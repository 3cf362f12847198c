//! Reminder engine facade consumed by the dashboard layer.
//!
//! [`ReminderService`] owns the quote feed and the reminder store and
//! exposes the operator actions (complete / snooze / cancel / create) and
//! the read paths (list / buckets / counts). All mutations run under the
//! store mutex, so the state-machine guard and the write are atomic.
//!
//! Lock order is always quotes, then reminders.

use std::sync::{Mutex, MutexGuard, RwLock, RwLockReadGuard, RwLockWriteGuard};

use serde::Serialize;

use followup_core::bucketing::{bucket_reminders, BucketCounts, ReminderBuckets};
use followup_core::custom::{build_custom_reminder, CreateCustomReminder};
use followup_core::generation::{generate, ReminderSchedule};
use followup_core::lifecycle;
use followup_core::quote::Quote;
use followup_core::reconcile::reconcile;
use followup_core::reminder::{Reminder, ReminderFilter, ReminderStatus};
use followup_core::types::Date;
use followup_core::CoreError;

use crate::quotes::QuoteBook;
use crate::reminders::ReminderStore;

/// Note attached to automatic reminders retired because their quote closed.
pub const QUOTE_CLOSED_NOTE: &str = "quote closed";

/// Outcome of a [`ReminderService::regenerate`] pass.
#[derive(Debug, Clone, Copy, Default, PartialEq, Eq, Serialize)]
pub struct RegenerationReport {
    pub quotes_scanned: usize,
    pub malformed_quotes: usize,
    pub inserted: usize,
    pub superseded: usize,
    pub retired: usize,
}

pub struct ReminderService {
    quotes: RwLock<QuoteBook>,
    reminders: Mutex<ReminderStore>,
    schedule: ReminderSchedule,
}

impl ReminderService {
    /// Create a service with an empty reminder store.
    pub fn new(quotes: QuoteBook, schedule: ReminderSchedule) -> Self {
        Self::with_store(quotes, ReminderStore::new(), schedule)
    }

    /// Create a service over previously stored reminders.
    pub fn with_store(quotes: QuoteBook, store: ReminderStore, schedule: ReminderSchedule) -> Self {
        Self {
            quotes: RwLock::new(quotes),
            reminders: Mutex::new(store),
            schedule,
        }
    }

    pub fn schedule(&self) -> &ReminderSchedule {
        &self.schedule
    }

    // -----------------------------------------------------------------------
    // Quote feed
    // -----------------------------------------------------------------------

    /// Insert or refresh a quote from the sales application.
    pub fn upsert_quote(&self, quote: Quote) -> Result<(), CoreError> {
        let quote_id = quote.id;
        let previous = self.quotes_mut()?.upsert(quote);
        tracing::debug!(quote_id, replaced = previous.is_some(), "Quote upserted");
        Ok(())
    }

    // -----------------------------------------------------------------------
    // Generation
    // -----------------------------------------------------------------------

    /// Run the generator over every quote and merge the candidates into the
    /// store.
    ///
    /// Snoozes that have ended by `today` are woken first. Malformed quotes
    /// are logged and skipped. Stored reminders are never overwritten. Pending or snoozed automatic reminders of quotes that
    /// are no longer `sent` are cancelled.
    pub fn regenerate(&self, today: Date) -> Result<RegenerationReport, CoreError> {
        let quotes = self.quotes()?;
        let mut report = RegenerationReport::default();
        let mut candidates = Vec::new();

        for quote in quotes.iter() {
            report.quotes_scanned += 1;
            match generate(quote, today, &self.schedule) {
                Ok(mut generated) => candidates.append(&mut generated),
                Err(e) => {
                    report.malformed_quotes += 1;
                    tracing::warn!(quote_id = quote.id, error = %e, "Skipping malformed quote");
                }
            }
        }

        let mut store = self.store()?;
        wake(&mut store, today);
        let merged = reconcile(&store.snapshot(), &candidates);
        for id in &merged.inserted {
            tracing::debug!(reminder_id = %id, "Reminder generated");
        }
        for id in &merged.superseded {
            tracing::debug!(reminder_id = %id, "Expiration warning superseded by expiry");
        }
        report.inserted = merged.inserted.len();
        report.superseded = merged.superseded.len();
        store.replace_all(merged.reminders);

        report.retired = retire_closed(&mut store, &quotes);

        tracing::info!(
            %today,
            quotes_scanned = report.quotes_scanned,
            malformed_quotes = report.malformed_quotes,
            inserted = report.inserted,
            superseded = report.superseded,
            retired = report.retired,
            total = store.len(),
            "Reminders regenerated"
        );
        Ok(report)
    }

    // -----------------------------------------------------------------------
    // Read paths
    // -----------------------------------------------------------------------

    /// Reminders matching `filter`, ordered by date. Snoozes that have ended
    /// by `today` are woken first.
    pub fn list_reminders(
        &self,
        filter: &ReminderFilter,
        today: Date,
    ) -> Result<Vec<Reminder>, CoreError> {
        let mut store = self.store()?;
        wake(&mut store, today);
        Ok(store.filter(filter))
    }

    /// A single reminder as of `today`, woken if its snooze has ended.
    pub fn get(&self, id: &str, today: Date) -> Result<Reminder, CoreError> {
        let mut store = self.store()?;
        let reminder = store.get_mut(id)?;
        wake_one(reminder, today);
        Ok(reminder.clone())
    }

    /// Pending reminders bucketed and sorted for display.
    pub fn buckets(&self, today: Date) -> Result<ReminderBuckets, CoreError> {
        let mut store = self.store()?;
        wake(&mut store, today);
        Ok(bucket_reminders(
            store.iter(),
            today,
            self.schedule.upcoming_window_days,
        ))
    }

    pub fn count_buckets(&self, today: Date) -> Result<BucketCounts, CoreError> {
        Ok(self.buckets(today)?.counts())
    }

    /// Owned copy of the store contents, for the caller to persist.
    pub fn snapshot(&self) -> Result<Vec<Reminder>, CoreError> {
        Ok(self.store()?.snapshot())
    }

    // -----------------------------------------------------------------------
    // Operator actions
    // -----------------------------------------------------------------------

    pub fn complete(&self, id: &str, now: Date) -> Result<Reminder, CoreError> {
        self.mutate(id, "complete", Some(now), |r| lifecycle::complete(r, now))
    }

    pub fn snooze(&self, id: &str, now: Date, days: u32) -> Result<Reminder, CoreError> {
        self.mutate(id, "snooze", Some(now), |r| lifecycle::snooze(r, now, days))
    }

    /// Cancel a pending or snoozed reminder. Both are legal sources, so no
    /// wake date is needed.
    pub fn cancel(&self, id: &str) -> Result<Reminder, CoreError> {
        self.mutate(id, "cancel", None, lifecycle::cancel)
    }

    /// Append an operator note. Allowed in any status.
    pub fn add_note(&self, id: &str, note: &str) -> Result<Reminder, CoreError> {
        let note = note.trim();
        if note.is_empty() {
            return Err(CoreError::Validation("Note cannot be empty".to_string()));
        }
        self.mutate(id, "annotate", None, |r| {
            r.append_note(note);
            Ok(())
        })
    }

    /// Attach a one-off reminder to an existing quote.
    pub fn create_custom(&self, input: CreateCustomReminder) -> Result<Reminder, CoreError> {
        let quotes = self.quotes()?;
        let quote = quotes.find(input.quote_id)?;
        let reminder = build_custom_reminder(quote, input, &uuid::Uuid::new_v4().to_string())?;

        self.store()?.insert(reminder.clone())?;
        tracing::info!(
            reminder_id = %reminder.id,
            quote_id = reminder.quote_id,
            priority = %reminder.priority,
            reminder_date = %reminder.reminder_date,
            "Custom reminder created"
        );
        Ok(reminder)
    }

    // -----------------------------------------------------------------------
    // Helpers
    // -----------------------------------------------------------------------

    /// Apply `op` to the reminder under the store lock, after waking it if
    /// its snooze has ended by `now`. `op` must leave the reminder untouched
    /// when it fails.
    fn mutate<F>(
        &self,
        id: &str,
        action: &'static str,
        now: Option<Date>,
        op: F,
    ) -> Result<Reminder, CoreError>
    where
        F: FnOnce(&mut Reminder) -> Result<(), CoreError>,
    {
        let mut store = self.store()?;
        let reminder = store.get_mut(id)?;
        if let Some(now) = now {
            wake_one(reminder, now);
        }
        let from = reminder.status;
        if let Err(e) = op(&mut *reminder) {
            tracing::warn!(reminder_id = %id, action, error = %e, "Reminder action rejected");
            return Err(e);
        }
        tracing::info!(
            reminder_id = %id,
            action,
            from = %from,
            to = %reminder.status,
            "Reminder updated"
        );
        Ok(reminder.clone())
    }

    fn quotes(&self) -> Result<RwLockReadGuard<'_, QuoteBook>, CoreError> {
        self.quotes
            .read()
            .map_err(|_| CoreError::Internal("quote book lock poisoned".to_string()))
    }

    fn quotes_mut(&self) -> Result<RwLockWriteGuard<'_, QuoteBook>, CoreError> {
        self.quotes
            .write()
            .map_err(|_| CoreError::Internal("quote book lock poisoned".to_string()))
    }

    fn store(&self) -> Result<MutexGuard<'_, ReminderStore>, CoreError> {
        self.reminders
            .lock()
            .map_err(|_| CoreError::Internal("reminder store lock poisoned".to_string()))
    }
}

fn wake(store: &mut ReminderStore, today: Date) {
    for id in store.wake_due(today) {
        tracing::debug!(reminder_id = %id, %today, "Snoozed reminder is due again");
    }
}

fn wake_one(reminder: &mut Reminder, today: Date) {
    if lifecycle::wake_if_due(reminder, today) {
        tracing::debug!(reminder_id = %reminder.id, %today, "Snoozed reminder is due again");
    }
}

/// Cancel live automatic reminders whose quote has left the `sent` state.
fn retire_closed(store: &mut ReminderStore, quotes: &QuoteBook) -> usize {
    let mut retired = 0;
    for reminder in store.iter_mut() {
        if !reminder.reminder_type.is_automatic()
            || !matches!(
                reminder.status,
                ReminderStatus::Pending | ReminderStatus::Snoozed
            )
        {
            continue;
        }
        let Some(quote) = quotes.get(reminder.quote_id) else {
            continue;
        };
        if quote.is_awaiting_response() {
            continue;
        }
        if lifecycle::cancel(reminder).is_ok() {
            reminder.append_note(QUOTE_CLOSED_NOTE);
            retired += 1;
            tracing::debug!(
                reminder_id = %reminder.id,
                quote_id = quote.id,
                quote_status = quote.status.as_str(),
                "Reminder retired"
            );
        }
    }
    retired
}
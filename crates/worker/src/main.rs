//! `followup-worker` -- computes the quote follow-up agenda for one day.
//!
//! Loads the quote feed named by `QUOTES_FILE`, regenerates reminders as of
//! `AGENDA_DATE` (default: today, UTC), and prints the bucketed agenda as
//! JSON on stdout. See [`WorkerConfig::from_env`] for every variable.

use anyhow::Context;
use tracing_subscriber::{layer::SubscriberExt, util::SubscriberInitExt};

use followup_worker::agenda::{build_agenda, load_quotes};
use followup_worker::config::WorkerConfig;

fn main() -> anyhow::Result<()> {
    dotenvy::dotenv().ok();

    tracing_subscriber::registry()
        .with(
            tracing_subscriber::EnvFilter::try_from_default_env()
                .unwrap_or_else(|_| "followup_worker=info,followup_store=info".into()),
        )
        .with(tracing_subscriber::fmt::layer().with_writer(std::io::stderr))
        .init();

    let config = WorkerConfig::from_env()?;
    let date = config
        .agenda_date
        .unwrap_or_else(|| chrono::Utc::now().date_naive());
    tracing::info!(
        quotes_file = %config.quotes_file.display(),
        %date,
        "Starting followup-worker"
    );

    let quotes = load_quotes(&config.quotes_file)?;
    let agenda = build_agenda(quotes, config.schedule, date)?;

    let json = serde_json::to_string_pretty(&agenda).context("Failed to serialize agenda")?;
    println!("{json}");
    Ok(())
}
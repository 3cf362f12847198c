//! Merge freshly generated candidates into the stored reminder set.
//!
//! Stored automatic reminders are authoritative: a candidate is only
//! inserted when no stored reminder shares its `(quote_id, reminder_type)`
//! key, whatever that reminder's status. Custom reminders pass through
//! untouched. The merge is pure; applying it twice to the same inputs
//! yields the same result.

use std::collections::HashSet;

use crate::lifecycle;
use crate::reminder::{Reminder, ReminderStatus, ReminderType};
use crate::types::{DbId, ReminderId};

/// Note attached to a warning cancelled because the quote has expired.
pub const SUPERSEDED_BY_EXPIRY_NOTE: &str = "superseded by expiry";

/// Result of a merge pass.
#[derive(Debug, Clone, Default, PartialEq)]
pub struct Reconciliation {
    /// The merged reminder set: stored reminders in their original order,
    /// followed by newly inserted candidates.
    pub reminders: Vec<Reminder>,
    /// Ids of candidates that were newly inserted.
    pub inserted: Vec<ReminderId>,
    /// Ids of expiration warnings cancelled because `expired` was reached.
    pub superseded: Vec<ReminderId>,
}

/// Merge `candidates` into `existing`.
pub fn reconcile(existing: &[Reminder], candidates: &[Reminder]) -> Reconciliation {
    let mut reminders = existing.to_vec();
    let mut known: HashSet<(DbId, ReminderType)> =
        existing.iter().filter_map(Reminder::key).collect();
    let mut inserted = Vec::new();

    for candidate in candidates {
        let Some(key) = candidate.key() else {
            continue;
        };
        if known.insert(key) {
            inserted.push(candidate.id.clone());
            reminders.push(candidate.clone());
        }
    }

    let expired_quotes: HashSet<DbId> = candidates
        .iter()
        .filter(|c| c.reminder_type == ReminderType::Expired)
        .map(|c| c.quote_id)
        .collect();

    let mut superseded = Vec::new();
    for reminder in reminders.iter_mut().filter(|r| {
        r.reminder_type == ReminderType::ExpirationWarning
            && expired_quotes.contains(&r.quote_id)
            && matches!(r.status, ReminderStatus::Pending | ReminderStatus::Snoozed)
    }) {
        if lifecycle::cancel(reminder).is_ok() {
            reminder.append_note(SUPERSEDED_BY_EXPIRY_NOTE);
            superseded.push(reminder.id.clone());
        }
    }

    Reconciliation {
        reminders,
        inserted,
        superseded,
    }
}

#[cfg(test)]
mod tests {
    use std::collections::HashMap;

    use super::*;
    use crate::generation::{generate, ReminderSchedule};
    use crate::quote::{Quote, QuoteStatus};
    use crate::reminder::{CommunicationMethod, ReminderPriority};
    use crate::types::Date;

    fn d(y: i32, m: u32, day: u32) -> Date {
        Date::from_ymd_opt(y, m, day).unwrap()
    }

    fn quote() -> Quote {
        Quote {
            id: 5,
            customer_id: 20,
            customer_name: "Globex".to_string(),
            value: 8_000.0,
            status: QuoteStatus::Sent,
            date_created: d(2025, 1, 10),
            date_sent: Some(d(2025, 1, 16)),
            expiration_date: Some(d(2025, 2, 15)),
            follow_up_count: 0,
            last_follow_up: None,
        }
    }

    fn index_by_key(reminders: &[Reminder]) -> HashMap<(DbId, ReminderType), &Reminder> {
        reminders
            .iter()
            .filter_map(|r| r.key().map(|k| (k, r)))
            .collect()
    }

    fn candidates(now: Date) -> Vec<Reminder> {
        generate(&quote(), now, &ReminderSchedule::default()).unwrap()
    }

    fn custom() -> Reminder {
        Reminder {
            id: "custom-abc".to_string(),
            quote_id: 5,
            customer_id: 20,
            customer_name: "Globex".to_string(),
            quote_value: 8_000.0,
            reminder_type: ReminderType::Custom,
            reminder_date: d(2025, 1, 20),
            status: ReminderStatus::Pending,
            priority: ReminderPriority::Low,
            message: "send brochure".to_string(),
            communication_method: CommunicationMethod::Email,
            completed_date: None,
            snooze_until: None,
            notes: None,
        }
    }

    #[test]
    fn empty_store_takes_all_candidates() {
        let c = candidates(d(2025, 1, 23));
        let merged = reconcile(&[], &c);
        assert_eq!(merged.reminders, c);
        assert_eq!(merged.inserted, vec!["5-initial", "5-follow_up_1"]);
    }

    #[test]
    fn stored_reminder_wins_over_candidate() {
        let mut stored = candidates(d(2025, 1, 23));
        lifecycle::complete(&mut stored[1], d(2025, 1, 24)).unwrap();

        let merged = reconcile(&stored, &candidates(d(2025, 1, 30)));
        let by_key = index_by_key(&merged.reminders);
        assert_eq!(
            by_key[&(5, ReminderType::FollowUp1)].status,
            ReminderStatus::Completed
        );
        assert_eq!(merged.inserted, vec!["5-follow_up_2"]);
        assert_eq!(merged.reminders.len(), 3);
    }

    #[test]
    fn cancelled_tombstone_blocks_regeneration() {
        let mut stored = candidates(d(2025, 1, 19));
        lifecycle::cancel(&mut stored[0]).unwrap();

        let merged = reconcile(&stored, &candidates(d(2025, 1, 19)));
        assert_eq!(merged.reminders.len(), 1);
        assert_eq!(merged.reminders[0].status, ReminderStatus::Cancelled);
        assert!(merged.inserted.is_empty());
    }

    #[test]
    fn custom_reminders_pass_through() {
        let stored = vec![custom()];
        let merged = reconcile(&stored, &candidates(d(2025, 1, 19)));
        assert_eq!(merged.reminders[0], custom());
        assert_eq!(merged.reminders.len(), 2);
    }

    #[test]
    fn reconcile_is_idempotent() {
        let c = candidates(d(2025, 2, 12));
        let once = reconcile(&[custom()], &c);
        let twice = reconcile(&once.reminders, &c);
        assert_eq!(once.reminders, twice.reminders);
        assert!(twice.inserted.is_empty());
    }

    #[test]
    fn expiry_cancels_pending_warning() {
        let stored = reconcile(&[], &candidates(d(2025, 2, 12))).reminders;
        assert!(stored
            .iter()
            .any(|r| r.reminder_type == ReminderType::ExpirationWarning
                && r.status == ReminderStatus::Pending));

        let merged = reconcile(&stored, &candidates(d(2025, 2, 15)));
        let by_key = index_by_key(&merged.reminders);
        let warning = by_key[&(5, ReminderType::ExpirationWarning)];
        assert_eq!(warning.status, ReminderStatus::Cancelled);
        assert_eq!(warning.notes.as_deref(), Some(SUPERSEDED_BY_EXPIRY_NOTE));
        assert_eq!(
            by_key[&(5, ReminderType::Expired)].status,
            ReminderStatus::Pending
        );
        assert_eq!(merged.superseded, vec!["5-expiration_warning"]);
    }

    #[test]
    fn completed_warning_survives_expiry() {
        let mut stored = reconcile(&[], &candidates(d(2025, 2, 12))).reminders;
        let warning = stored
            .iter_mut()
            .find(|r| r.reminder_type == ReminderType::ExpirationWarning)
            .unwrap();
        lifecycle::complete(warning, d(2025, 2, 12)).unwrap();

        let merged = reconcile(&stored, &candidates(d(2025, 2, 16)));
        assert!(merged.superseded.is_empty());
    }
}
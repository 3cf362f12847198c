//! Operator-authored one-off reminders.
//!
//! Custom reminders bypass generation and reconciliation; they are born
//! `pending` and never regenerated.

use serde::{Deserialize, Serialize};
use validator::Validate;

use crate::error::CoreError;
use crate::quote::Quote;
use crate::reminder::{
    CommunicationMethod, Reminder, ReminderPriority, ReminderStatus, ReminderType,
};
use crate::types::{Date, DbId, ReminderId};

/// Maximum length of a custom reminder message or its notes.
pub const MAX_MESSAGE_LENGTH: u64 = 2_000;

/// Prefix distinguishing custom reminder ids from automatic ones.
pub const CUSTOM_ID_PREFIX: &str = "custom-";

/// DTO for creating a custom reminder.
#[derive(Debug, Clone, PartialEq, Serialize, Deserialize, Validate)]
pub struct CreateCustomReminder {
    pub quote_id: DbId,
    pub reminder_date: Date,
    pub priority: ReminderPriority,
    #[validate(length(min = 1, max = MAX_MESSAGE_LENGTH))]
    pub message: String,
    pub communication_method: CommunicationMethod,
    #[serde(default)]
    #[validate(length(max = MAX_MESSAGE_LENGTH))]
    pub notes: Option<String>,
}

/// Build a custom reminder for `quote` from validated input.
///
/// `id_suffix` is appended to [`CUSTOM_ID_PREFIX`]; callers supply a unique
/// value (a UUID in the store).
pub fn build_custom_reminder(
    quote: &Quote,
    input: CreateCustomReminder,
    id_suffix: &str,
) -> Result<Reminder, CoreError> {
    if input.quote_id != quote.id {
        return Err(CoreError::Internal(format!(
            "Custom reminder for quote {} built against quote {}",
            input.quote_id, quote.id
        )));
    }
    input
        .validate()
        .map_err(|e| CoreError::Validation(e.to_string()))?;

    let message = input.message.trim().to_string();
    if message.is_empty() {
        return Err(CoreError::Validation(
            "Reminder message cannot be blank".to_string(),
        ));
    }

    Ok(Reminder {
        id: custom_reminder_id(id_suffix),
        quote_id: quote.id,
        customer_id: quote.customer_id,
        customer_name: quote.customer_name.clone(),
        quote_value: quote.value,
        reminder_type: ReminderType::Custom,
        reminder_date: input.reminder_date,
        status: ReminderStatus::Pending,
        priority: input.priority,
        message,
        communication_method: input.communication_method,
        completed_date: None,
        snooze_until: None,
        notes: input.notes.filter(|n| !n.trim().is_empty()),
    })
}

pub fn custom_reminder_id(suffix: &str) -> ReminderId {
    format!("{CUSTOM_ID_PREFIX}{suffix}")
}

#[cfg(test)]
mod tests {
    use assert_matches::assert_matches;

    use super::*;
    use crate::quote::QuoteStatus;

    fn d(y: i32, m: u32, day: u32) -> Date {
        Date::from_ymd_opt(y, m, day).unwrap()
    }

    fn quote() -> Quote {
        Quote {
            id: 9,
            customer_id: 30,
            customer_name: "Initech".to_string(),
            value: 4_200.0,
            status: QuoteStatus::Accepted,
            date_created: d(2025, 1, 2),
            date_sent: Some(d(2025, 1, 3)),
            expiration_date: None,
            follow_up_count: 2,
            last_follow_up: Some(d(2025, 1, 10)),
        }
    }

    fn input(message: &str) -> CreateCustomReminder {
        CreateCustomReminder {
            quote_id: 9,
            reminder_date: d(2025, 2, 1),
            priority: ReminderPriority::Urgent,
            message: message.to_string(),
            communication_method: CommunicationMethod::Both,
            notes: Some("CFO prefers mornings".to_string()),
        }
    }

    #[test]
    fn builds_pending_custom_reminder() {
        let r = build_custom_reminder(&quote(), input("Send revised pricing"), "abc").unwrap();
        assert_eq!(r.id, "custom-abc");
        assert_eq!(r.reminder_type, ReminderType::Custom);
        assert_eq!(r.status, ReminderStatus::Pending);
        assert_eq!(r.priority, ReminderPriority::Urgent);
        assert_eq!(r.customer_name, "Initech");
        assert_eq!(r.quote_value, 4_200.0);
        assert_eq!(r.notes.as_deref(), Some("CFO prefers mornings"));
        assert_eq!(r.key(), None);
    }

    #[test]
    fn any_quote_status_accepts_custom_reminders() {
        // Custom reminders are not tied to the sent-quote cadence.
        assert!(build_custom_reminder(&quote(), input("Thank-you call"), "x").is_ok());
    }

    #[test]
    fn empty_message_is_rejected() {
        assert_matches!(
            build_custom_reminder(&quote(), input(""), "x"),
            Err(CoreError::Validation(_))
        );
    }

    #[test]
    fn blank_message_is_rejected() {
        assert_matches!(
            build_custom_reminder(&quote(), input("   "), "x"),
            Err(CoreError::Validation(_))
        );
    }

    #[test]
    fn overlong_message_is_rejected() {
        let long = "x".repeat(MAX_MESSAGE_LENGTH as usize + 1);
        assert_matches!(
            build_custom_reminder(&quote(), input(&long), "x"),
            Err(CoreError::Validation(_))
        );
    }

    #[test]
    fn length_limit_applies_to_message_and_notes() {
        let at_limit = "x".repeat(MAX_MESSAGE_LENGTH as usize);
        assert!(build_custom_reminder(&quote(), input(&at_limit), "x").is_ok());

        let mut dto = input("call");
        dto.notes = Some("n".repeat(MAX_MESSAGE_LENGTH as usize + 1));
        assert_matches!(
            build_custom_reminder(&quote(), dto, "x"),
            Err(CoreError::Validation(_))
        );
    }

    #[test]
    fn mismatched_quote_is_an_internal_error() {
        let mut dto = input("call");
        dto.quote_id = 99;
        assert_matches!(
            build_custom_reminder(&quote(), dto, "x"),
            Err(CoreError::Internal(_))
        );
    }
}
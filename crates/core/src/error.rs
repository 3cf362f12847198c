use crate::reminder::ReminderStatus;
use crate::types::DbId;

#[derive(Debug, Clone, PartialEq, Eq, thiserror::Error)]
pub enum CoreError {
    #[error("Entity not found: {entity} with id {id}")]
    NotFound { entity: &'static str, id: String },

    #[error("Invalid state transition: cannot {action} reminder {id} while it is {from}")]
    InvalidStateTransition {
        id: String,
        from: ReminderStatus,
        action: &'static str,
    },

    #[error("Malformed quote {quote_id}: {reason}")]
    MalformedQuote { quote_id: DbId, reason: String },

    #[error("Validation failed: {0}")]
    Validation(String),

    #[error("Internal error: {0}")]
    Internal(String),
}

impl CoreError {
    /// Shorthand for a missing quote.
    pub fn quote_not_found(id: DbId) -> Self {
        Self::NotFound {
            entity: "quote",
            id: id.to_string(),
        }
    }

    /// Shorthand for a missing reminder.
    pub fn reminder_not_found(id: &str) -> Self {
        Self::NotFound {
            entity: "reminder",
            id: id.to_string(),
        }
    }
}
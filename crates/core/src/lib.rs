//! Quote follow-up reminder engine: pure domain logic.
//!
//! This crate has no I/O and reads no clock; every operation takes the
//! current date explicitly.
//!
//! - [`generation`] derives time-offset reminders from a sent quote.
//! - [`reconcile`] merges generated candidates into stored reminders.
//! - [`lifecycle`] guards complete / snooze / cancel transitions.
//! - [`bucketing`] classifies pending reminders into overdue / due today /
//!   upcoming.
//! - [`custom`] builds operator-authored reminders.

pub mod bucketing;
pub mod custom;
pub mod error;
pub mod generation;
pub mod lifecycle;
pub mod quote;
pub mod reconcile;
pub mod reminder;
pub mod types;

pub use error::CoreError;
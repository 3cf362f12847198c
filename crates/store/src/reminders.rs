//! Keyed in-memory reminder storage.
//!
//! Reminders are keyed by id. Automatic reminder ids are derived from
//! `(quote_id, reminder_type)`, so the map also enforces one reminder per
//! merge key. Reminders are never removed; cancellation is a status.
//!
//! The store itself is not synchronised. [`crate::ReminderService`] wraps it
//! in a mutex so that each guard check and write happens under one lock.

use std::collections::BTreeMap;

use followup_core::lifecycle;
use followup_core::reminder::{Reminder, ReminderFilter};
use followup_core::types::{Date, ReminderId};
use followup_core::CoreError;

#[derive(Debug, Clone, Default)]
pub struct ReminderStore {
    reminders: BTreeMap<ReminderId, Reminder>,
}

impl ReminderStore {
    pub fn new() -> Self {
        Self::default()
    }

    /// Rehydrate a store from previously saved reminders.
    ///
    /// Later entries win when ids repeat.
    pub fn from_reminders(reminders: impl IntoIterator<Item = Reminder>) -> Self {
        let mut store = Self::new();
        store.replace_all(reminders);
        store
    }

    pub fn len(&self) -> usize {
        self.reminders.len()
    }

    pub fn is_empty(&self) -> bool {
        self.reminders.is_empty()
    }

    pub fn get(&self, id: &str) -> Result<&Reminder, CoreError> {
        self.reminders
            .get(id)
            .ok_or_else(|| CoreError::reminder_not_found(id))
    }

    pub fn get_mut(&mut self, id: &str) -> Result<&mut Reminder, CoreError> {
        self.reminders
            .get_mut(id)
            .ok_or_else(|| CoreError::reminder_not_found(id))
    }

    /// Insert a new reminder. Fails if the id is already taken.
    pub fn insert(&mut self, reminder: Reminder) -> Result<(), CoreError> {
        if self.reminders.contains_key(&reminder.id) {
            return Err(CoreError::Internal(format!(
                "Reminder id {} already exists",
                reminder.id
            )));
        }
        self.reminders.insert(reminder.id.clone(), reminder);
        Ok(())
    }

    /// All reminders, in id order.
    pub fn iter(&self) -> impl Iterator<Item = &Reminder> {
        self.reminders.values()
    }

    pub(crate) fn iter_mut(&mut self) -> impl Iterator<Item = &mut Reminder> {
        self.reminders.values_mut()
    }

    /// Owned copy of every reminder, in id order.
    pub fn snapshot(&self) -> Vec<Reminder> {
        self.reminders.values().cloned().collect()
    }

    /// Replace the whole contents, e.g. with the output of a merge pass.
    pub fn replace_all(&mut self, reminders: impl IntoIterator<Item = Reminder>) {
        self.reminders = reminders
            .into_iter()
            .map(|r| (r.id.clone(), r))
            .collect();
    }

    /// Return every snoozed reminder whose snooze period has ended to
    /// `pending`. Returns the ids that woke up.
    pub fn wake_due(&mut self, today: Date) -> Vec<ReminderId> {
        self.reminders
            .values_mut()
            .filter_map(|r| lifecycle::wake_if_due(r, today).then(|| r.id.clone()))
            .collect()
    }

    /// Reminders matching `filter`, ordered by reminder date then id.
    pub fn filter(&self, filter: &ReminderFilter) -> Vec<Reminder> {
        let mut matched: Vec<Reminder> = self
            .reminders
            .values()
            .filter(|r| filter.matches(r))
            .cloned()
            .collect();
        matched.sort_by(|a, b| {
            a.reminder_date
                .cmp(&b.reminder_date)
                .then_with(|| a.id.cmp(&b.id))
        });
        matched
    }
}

———

Required work:
Show every line above in which the word "PartialEq" occurs.

The answer:
#[derive(Debug, Clone, Copy, Default, PartialEq, Eq, Serialize)]
#[derive(Debug, Clone, Default, PartialEq)]
#[derive(Debug, Clone, PartialEq, Serialize, Deserialize, Validate)]
#[derive(Debug, Clone, PartialEq, Eq, thiserror::Error)]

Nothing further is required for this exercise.